Stored items
● ● ● ●

//! Post discovery under the content directory.

use std::io::{self, BufRead};
use std::path::{Path, PathBuf};

use anyhow::{Result, bail};
use jwalk::WalkDir;

use crate::utils::path::resolve_path;

const IGNORED_FILES: &[&str] = &[".DS_Store"];

/// Collect post files based on CLI paths.
///
/// - no paths: every post under `content_dir`
/// - `-`: paths read from stdin, one per line
/// - files must carry one of `extensions`, directories are walked
pub fn collect_post_files(
    paths: &[PathBuf],
    content_dir: &Path,
    extensions: &[String],
) -> Result<Vec<PathBuf>> {
    let paths: Vec<PathBuf> = if paths.len() == 1 && paths[0].as_os_str() == "-" {
        read_paths_from_stdin()?
    } else {
        paths.to_vec()
    };

    if paths.is_empty() {
        if !content_dir.is_dir() {
            bail!("Content directory not found: {}", content_dir.display());
        }
        return Ok(walk_posts(content_dir, extensions));
    }

    let mut files = Vec::new();
    for path in &paths {
        let resolved = resolve_path(path, content_dir);

        if resolved.is_file() {
            if !has_post_extension(&resolved, extensions) {
                bail!("Not a post file: {}", path.display());
            }
            files.push(resolved);
        } else if resolved.is_dir() {
            files.extend(walk_posts(&resolved, extensions));
        } else {
            bail!(
                "Path not found: {}\n  Tried:\n    - {}\n    - {}",
                path.display(),
                path.display(),
                content_dir.join(path).display()
            );
        }
    }

    files.sort();
    files.dedup();
    Ok(files)
}

/// Walk a directory recursively for post files, sorted by path.
fn walk_posts(dir: &Path, extensions: &[String]) -> Vec<PathBuf> {
    let mut files: Vec<PathBuf> = WalkDir::new(dir)
        .into_iter()
        .filter_map(Result::ok)
        .filter(|e| e.file_type().is_file())
        .filter(|e| {
            let name = e.file_name().to_str().unwrap_or_default();
            !IGNORED_FILES.contains(&name)
        })
        .map(|e| e.path())
        .filter(|p| has_post_extension(p, extensions))
        .collect();
    files.sort();
    files
}

fn has_post_extension(path: &Path, extensions: &[String]) -> bool {
    path.extension()
        .and_then(|ext| ext.to_str())
        .is_some_and(|ext| extensions.iter().any(|e| e.eq_ignore_ascii_case(ext)))
}

/// Read file paths from stdin, one per line
fn read_paths_from_stdin() -> Result<Vec<PathBuf>> {
    let stdin = io::stdin();
    let mut paths = Vec::new();

    for line in stdin.lock().lines() {
        let line = line?;
        let trimmed = line.trim();
        if !trimmed.is_empty() {
            paths.push(PathBuf::from(trimmed));
        }
    }

    Ok(paths)
}

#[cfg(test)]
mod tests {
    use super::*;
    use crate::utils::path::normalize_path;
    use std::fs;

    fn exts() -> Vec<String> {
        vec!["md".to_string(), "mdx".to_string()]
    }

    fn site() -> tempfile::TempDir {
        let dir = tempfile::tempdir().unwrap();
        let blog = dir.path().join("blog");
        fs::create_dir_all(blog.join("a-carta")).unwrap();
        fs::create_dir_all(blog.join("facade")).unwrap();
        fs::write(blog.join("a-carta/index.md"), "a").unwrap();
        fs::write(blog.join("facade/index.mdx"), "b").unwrap();
        fs::write(blog.join("facade/Facade.kt"), "class Facade").unwrap();
        fs::write(blog.join(".DS_Store"), "").unwrap();
        dir
    }

    #[test]
    fn test_collect_all_posts() {
        let dir = site();
        let blog = dir.path().join("blog");
        let files = collect_post_files(&[], &blog, &exts()).unwrap();

        assert_eq!(
            files,
            vec![blog.join("a-carta/index.md"), blog.join("facade/index.mdx")]
        );
    }

    #[test]
    fn test_collect_respects_extensions() {
        let dir = site();
        let blog = dir.path().join("blog");
        let files = collect_post_files(&[], &blog, &["mdx".to_string()]).unwrap();
        assert_eq!(files, vec![blog.join("facade/index.mdx")]);
    }

    #[test]
    fn test_collect_explicit_paths() {
        let dir = site();
        let blog = dir.path().join("blog");
        let files = collect_post_files(
            &[blog.join("facade"), blog.join("facade/index.mdx")],
            &blog,
            &exts(),
        )
        .unwrap();
        assert_eq!(files, vec![normalize_path(&blog).join("facade/index.mdx")]);
    }

    #[cfg(unix)]
    #[test]
    fn test_symlinked_content_dir() {
        let dir = site();
        let link = dir.path().join("link");
        std::os::unix::fs::symlink(dir.path(), &link).unwrap();
        let content_dir = normalize_path(&link.join("blog"));

        let files = collect_post_files(
            &[
                link.join("blog/a-carta/index.md"),
                dir.path().join("blog/a-carta"),
            ],
            &content_dir,
            &exts(),
        )
        .unwrap();

        assert_eq!(files, vec![content_dir.join("a-carta/index.md")]);
        assert_eq!(
            crate::content::slug::slug_for(&files[0], &content_dir),
            "/a-carta/"
        );
    }

    #[test]
    fn test_collect_rejects_non_post_file() {
        let dir = site();
        let blog = dir.path().join("blog");
        let err = collect_post_files(&[blog.join("facade/Facade.kt")], &blog, &exts());
        assert!(err.is_err());
    }

    #[test]
    fn test_collect_missing_path() {
        let dir = site();
        let blog = dir.path().join("blog");
        let err = collect_post_files(&[blog.join("nao-existe")], &blog, &exts()).unwrap_err();
        assert!(err.to_string().contains("Path not found"));
    }

    #[test]
    fn test_missing_content_dir() {
        let dir = tempfile::tempdir().unwrap();
        let err = collect_post_files(&[], &dir.path().join("content"), &exts());
        assert!(err.is_err());
    }
}
//! Reading-time statistics and their localized presentation.
//!
//! ```text
//! markdown body ──► Estimator ──► ReadingStatistic ──► ReadingTimeLabels ──► "3 minutos"
//! ```

mod estimate;
mod stats;
mod translate;

pub use estimate::{DEFAULT_WORDS_PER_MINUTE, Estimator};
pub use stats::ReadingStatistic;
pub use translate::{COUNT_PLACEHOLDER, ReadingTimeLabels, translate_reading_time};
//! Errors raised while loading `leitura.toml`.

use super::FieldPath;
use crate::utils::plural_count;
use owo_colors::OwoColorize;
use std::fmt;
use std::path::PathBuf;
use thiserror::Error;

#[derive(Debug, Error)]
pub enum ConfigError {
    #[error("config file `{0}` not found")]
    NotFound(PathBuf),

    #[error("IO error when reading `{0}`")]
    Io(PathBuf, #[source] std::io::Error),

    #[error("invalid TOML in config file")]
    Toml(#[from] toml::de::Error),

    // Printed in full by Display; no #[source] so anyhow does not repeat it
    #[error("{0}")]
    Diagnostics(ConfigDiagnostics),
}

/// One invalid value, located by its dotted key.
#[derive(Debug, Clone)]
pub struct ConfigDiagnostic {
    pub field: FieldPath,
    pub message: String,
    pub hint: Option<String>,
}

impl fmt::Display for ConfigDiagnostic {
    fn fmt(&self, f: &mut fmt::Formatter<'_>) -> fmt::Result {
        write!(f, "  {} {}", self.field, self.message)?;
        if let Some(hint) = &self.hint {
            write!(f, "\n      {} {}", "try:".yellow(), hint)?;
        }
        Ok(())
    }
}

/// Every invalid value found across `[content]`, `[reading]` and `[locale]`.
#[derive(Debug, Default)]
pub struct ConfigDiagnostics {
    errors: Vec<ConfigDiagnostic>,
}

impl ConfigDiagnostics {
    pub fn new() -> Self {
        Self::default()
    }

    pub fn error(&mut self, field: FieldPath, message: impl Into<String>) {
        self.push(field, message.into(), None);
    }

    pub fn error_with_hint(
        &mut self,
        field: FieldPath,
        message: impl Into<String>,
        hint: impl Into<String>,
    ) {
        self.push(field, message.into(), Some(hint.into()));
    }

    fn push(&mut self, field: FieldPath, message: String, hint: Option<String>) {
        self.errors.push(ConfigDiagnostic {
            field,
            message,
            hint,
        });
    }

    pub fn has_errors(&self) -> bool {
        !self.errors.is_empty()
    }

    pub fn len(&self) -> usize {
        self.errors.len()
    }

    pub fn into_result(self) -> Result<(), Self> {
        if self.has_errors() { Err(self) } else { Ok(()) }
    }
}

impl fmt::Display for ConfigDiagnostics {
    fn fmt(&self, f: &mut fmt::Formatter<'_>) -> fmt::Result {
        let header = format!("leitura.toml has {}:", plural_count(self.len(), "problem"));
        write!(f, "{}", header.red().bold())?;
        for err in &self.errors {
            write!(f, "\n{err}")?;
        }
        Ok(())
    }
}

impl std::error::Error for ConfigDiagnostics {}
//! Blog content: post discovery, frontmatter, slugs and the release gate.
//!
//! ```text
//! content/blog/
//! ├── a-carta/
//! │   └── index.md          -> /a-carta/
//! └── sobre-nomes/
//!     └── index.mdx         -> /sobre-nomes/
//! ```

mod frontmatter;
mod post;
mod scan;
mod slug;

use std::path::{Path, PathBuf};

use crossbeam::queue::SegQueue;
use rayon::prelude::*;
use thiserror::Error;

pub use post::Post;
pub use scan::collect_post_files;

/// Errors raised while loading a post.
#[derive(Debug, Error)]
pub enum ContentError {
    #[error("IO error when reading `{0}`")]
    Io(PathBuf, #[source] std::io::Error),

    #[error("invalid frontmatter in `{0}`")]
    Frontmatter(PathBuf, #[source] toml::de::Error),
}

/// Lock-free collector for parallel results.
pub struct ParallelCollector<T> {
    queue: SegQueue<T>,
}

impl<T> ParallelCollector<T> {
    #[inline]
    pub fn new() -> Self {
        Self {
            queue: SegQueue::new(),
        }
    }

    /// Push an item (lock-free, wait-free).
    #[inline]
    pub fn push(&self, item: T) {
        self.queue.push(item);
    }

    /// Drain all items with pre-allocated capacity.
    pub fn drain_with_capacity(self, capacity: usize) -> Vec<T> {
        let mut results = Vec::with_capacity(capacity);
        while let Some(item) = self.queue.pop() {
            results.push(item);
        }
        results
    }
}

impl<T> Default for ParallelCollector<T> {
    fn default() -> Self {
        Self::new()
    }
}

/// Posts that loaded, and the files that failed with their errors.
#[derive(Debug, Default)]
pub struct LoadedPosts {
    pub posts: Vec<Post>,
    pub failures: Vec<ContentError>,
}

/// Load posts in parallel.
///
/// Order of the result is unspecified; callers sort.
pub fn load_posts(files: &[PathBuf], content_dir: &Path) -> LoadedPosts {
    let posts = ParallelCollector::new();
    let failures = ParallelCollector::new();

    files
        .par_iter()
        .for_each(|file| match Post::load(file, content_dir) {
            Ok(post) => posts.push(post),
            Err(e) => failures.push(e),
        });

    LoadedPosts {
        posts: posts.drain_with_capacity(files.len()),
        failures: failures.drain_with_capacity(0),
    }
}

● ● ● ●

Requirement: The answer must hold only the lines from the first line of the data through the line bearing "read from stdin, one per line", returned exactly.

Answer to the exercise:
//! Post discovery under the content directory.

use std::io::{self, BufRead};
use std::path::{Path, PathBuf};

use anyhow::{Result, bail};
use jwalk::WalkDir;

use crate::utils::path::resolve_path;

const IGNORED_FILES: &[&str] = &[".DS_Store"];

/// Collect post files based on CLI paths.
///
/// - no paths: every post under `content_dir`
/// - `-`: paths read from stdin, one per line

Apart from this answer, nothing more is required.